Il cameriere la sente e la guarda un po’ storto. In realtà voleva essere un complimento: più o meno significa fottutamente speciale. Ci fa sempre vergognare.
Continua ancora, ormai è l’unica che parla, e come sempre calca ogni singola parola. Accento british misto a slang londinese.
“Oh Cindy, sono così così contenta di essere al tuo compleanno… e di rivedere voi, rrragazze… ooooh… ma chi è questa baby?? Oh, little… you are so sweet. Sweeeeety…” e le manda i baci. Se dice “fucking special baby” mi alzo e me ne vado.
Ok, ordiniamo. Anche se il ristorante è rinomato per il pesce, optiamo per un secondo di carne. Siamo tutte più o meno a dieta, e visto che alle calorie del vino non si rinuncia evitiamo i crostini misti. Filetto con i funghi porcini, patate arrosto e insalata. Beh, come dieta in fondo non è male! Ci sarà un po’ da aspettare. Continuo a bere. Sento che ho le labbra nere. Appiccicose. Mi succede sempre col vino. Ora vado a fumarmi una sigaretta e poi andrò in bagno.
“Vieni con me?”
Simona si mette il cappotto e mi segue.
Fuori non fa troppo freddo. Si sta ancora bene. Fumiamo. Abbiamo così tante cose da raccontarci e così poco tempo che non sappiamo da che parte cominciare. Mi chiede di Michele. Bene, perché? Mi vede strana. Non mi vede felice. Infatti non lo sono. Spesso non sono neanche contenta… come potrei parlare di felicità? Sì, forse mancano un po’ di stimoli. Ma te? Tutto bene con Niccolò? Sì. Oh, lei sì che è contenta. Anche felice, a volte. Che invidia. Anche il lavoro le va bene. Dopo tanti anni di studio è arrivata dove voleva. Sono orgogliosissima di lei. Mi chiede di Mauro, si è ricordata… sì mi ha scritto, ci vediamo domattina. Sono emozionata. Le farò sapere com’è andata.

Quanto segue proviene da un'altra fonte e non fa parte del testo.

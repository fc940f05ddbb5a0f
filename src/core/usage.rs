use serde::{Deserialize, Serialize};
use std::ops::AddAssign;
use std::sync::atomic::{AtomicU64, AtomicUsize, Ordering};
use tracing::debug;

/// Token and cost accounting reported by an executor for one task
///
/// The engine never interprets these numbers; it only sums them.
#[derive(Debug, Clone, Copy, Default, PartialEq, Serialize, Deserialize)]
#[serde(rename_all = "camelCase")]
pub struct ResourceUsage {
    pub input_tokens: u64,
    pub output_tokens: u64,
    pub cost_usd: f64,
}

impl ResourceUsage {
    pub fn new(input_tokens: u64, output_tokens: u64, cost_usd: f64) -> Self {
        Self {
            input_tokens,
            output_tokens,
            cost_usd,
        }
    }

    pub fn total_tokens(&self) -> u64 {
        self.input_tokens + self.output_tokens
    }
}

impl AddAssign for ResourceUsage {
    fn add_assign(&mut self, rhs: Self) {
        self.input_tokens += rhs.input_tokens;
        self.output_tokens += rhs.output_tokens;
        self.cost_usd += rhs.cost_usd;
    }
}

/// Lock-free dispatch counters: running tasks, peak and total dispatched
#[derive(Debug, Default)]
pub struct UsageTracker {
    running_tasks: AtomicUsize,
    peak_running_tasks: AtomicUsize,
    total_dispatched: AtomicU64,
}

impl UsageTracker {
    pub fn new() -> Self {
        Self::default()
    }

    /// Record a dispatch, returning the new number of running tasks
    pub fn task_started(&self) -> usize {
        let running = self.running_tasks.fetch_add(1, Ordering::AcqRel) + 1;
        self.peak_running_tasks.fetch_max(running, Ordering::AcqRel);
        self.total_dispatched.fetch_add(1, Ordering::Relaxed);
        debug!(running, "Task started");
        running
    }

    pub fn task_finished(&self) -> usize {
        let previous = self
            .running_tasks
            .fetch_update(Ordering::AcqRel, Ordering::Acquire, |n| Some(n.saturating_sub(1)))
            .unwrap_or(0);
        previous.saturating_sub(1)
    }

    pub fn running(&self) -> usize {
        self.running_tasks.load(Ordering::Acquire)
    }

    /// Highest number of simultaneously running tasks seen so far
    pub fn peak_running(&self) -> usize {
        self.peak_running_tasks.load(Ordering::Acquire)
    }

    pub fn total_dispatched(&self) -> u64 {
        self.total_dispatched.load(Ordering::Relaxed)
    }
}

Spengo la sigaretta schiacciandola col tacco dello stivale contro l’asfalto umido. Rientriamo. Al nostro tavolo ormai la situazione è degenerata. Patty sta facendo il suo show. Si sta ubriacando, e parla a voce altissima. Dio, ti prego, fa che non salga sul tavolo per ballare…
Non vado in bagno, mi tengo le labbra nere. Tanto con tutto questo casino di sicuro non se ne accorge nessuno. La guardano tutti. È come un’attrazione da circo. Patty ha qualche anno in più di noi, prima faceva la modella. Da un po’ di tempo hanno smesso di chiamarla… ormai è fuori età… così ha cominciato a fare la personal shopper. E così ha conosciuto Cindy. Ma che bella coincidenza.
Arriva la carne. Buonissima. Morbida che sembra burro. L’odore di brace ci aveva già preparate… che fame… chiediamo altro vino, il cameriere sorride e fa lo splendido… chi guida di voi stasera, ragazze?
Mangiamo avide come bestiole affamate… che buone anche le patate… io le adoro…
Spolveriamo tutto nel giro di dieci minuti. Buono ma un po’ in stile novelle cuisine, questo ristorante.
Finalmente… si spengono le luci. Si materializza una lucina tremolante, che proviene dalla cucina con un andamento incerto. Parte il coro: tanti auguuuri aaaa teeeeee… tanti auguuuuuuurii aaaaa teeeeeee… ecc. ecc.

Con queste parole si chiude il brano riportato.